===== DATA RECORDS

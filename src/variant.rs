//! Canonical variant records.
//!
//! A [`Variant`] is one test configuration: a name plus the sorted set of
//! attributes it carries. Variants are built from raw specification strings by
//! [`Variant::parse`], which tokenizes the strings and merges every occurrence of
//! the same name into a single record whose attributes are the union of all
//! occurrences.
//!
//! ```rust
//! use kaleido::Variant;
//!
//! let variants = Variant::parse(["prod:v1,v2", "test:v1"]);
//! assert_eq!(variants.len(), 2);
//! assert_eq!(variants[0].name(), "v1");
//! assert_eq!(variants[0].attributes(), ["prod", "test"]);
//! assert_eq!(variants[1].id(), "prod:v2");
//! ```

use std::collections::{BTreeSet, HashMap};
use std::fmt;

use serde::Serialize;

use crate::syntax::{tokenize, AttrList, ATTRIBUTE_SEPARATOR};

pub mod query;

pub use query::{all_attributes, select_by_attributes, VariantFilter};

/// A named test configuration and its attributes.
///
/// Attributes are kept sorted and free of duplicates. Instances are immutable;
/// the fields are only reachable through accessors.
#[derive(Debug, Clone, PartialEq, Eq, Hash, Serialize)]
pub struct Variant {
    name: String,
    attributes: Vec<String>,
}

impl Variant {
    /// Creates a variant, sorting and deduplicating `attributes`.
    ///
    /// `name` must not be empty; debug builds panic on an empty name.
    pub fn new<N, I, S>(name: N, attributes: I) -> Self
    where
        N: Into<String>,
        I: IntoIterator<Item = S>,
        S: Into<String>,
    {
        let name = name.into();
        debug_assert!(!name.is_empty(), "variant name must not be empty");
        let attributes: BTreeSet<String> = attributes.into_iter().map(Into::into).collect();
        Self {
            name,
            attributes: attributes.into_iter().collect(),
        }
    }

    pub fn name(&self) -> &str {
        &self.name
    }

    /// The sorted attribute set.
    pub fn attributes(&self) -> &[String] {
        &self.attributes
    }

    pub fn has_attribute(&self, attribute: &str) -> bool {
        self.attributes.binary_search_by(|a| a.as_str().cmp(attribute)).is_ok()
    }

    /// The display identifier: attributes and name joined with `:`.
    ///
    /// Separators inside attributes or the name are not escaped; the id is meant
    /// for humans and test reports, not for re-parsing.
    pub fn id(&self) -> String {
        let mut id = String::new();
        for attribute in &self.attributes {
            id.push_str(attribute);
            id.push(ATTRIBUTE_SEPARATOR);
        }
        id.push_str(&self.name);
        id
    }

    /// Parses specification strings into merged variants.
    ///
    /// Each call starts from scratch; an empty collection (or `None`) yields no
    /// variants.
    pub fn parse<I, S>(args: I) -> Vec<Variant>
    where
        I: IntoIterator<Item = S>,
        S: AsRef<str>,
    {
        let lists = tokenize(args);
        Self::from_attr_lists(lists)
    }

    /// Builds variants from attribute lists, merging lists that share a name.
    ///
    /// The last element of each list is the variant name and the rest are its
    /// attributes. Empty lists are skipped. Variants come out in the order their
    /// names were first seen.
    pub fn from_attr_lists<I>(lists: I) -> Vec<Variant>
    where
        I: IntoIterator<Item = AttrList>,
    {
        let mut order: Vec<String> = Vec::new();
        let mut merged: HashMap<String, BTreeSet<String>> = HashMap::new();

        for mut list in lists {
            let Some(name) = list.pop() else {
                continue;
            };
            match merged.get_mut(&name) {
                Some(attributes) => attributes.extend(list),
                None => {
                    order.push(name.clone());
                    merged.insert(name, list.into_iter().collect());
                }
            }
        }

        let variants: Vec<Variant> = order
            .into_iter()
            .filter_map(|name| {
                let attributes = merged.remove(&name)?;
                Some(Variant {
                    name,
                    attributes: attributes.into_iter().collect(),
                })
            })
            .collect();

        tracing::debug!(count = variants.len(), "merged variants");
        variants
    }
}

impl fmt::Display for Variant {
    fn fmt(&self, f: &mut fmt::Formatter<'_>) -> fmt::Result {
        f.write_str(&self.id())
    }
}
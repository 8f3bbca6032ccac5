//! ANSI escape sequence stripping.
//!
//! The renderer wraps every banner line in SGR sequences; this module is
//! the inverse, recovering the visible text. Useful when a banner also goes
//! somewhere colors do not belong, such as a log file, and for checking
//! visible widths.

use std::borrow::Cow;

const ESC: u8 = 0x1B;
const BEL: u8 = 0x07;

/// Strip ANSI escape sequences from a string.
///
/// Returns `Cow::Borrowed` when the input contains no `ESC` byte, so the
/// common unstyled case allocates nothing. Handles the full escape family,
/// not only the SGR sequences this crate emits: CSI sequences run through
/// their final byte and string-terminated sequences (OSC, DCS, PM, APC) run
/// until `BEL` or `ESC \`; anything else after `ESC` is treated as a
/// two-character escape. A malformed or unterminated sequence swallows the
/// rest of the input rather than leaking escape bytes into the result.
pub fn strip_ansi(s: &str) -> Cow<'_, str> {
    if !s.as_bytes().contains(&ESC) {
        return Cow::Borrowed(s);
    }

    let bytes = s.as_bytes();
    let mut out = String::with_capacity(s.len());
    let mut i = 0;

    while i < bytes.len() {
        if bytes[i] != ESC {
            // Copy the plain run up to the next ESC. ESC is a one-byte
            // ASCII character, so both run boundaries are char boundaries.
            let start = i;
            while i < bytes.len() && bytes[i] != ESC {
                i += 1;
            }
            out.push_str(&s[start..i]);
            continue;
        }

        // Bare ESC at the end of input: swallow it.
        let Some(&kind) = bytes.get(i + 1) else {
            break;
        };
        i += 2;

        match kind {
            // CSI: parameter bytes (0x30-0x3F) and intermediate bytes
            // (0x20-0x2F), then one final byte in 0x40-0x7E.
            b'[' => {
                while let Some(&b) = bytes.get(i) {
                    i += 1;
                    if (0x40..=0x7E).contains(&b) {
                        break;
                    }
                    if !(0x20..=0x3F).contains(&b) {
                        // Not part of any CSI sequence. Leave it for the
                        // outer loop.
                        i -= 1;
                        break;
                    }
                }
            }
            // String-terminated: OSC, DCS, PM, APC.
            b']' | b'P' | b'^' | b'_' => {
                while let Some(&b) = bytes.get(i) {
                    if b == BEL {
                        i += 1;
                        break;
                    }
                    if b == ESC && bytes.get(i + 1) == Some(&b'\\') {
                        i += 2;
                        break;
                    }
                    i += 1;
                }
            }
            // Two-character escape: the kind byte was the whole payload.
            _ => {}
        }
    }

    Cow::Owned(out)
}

==========

- **ABOUT THIS TASK**
Search the records for the word "args". Copy every line that has it.

- **WRITTEN RESPONSE**
    pub fn parse<I, S>(args: I) -> Vec<Variant>
        let lists = tokenize(args);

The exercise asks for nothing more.